MasaichiYaguchi

アクトレス・モンタージュのMasaichiYaguchiのレビュー・感想・評価

アクトレス・モンタージュ(2021年製作の映画)
3.6
「乞食と役者は三日やったらやめられない」という言葉を耳にしたことがあるが、本作を観ていると、その意味が何となく分かるような気がする。
私を含め毎日電車で会社に通う人からすれば、誰からも束縛されず、思うさまゴロゴロと働かないで居られる乞食という立場は、面子や見栄を捨てて、自由を何よりも掛け替えのないものと思えたら、幸せな生き方なのかもしれない。
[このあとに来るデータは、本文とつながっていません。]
// HTTP API error types
use axum::{http::StatusCode, response::IntoResponse, Json};
use serde_json::{json, Value};

/// HTTP error with the status code and client-safe message for the
/// `{success: false, error: ...}` envelope.
#[derive(Debug)]
pub enum ApiError {
    // 400 Bad Request
    BadRequest(String),
    Validation(Vec<String>),

    // 401 Unauthorized
    Unauthorized(String),

    // 403 Forbidden
    Forbidden(String),

    // 404 Not Found
    NotFound(String),

    // 409 Conflict
    Conflict(String),

    // 500 Internal Server Error
    Internal(String),
}

impl ApiError {
    pub fn status_code(&self) -> StatusCode {
        match self {
            ApiError::BadRequest(_) => StatusCode::BAD_REQUEST,
            ApiError::Validation(_) => StatusCode::BAD_REQUEST,
            ApiError::Unauthorized(_) => StatusCode::UNAUTHORIZED,
            ApiError::Forbidden(_) => StatusCode::FORBIDDEN,
            ApiError::NotFound(_) => StatusCode::NOT_FOUND,
            ApiError::Conflict(_) => StatusCode::CONFLICT,
            ApiError::Internal(_) => StatusCode::INTERNAL_SERVER_ERROR,
        }
    }

    /// Client-safe error message
    pub fn message(&self) -> String {
        match self {
            ApiError::BadRequest(msg)
            | ApiError::Unauthorized(msg)
            | ApiError::Forbidden(msg)
            | ApiError::NotFound(msg)
            | ApiError::Conflict(msg)
            | ApiError::Internal(msg) => msg.clone(),
            ApiError::Validation(errors) => format!("Validation failed: {}", errors.join(", ")),
        }
    }

    /// Convert to JSON response body
    pub fn to_json(&self) -> Value {
        match self {
            ApiError::Validation(errors) => json!({
                "success": false,
                "error": self.message(),
                "errors": errors,
            }),
            _ => json!({
                "success": false,
                "error": self.message(),
            }),
        }
    }

    pub fn bad_request(message: impl Into<String>) -> Self {
        ApiError::BadRequest(message.into())
    }

    pub fn unauthorized(message: impl Into<String>) -> Self {
        ApiError::Unauthorized(message.into())
    }

    pub fn forbidden(message: impl Into<String>) -> Self {
        ApiError::Forbidden(message.into())
    }

    pub fn not_found(message: impl Into<String>) -> Self {
        ApiError::NotFound(message.into())
    }

    pub fn conflict(message: impl Into<String>) -> Self {
        ApiError::Conflict(message.into())
    }

    pub fn internal(message: impl Into<String>) -> Self {
        ApiError::Internal(message.into())
    }
}

impl From<crate::database::DatabaseError> for ApiError {
    fn from(err: crate::database::DatabaseError) -> Self {
        match err {
            crate::database::DatabaseError::NotFound(msg) => ApiError::not_found(msg),
            other => {
                // Full detail stays in the server log; clients get a generic message
                tracing::error!(error = %other, "database error");
                ApiError::internal("An error occurred while processing your request")
            }
        }
    }
}

impl From<crate::services::ServiceError> for ApiError {
    fn from(err: crate::services::ServiceError) -> Self {
        match err {
            crate::services::ServiceError::Validation(errors) => ApiError::Validation(errors),
            crate::services::ServiceError::NotFound(msg) => ApiError::not_found(msg),
            crate::services::ServiceError::Forbidden(msg) => ApiError::forbidden(msg),
            crate::services::ServiceError::Conflict(msg) => ApiError::conflict(msg),
            crate::services::ServiceError::Internal(msg) => {
                tracing::error!(error = %msg, "internal service error");
                ApiError::internal("An error occurred while processing your request")
            }
            crate::services::ServiceError::Database(db) => db.into(),
        }
    }
}

impl std::fmt::Display for ApiError {
    fn fmt(&self, f: &mut std::fmt::Formatter<'_>) -> std::fmt::Result {
        write!(f, "{}", self.message())
    }
}

impl std::error::Error for ApiError {}

// Automatic HTTP response conversion for Axum
impl IntoResponse for ApiError {
    fn into_response(self) -> axum::response::Response {
        (self.status_code(), Json(self.to_json())).into_response()
    }
}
ただ役者の方は、劇中でも描かれるが、年がら年中厳しい訓練と演出のシゴキを伴う仕事は、三日やったらやめられないなんて人によっては信じ難いかもしれない。
だが芝居の上演される日は、観客にとって劇場はまるでお祭り空間である。
それを仕事にしている役者とは、毎日をお祭りのあの興奮とときめきの中に身をおかなければ我慢出来ない中毒患者なのかもしれない。
本作には女優を目指す立場の違う4人の女性たちが登場する。
薬と宗教に助けを求めた地下アイドル、大きなチャンスの舞台でパワハラに耐える新人、娘を授かったことで夢より現実を選んだ主婦、田舎から上京して夢を実現させたい女の子、このバラバラな彼女たちは女優という一つの夢のもとで交錯していく。
或る意味、本作は芸能界あるあるドラマといえると思うが、登場する4人の売れない女優たちは夫々終盤で“重大な局面”を迎える。
果たして立ちはだかるものに対して彼女らは、どう対処していくのか?
この作品は、女優を志す女性たちの姿を通し、困難な状況でも諦めないで前を向く勇気をエールと共に描いていると思う。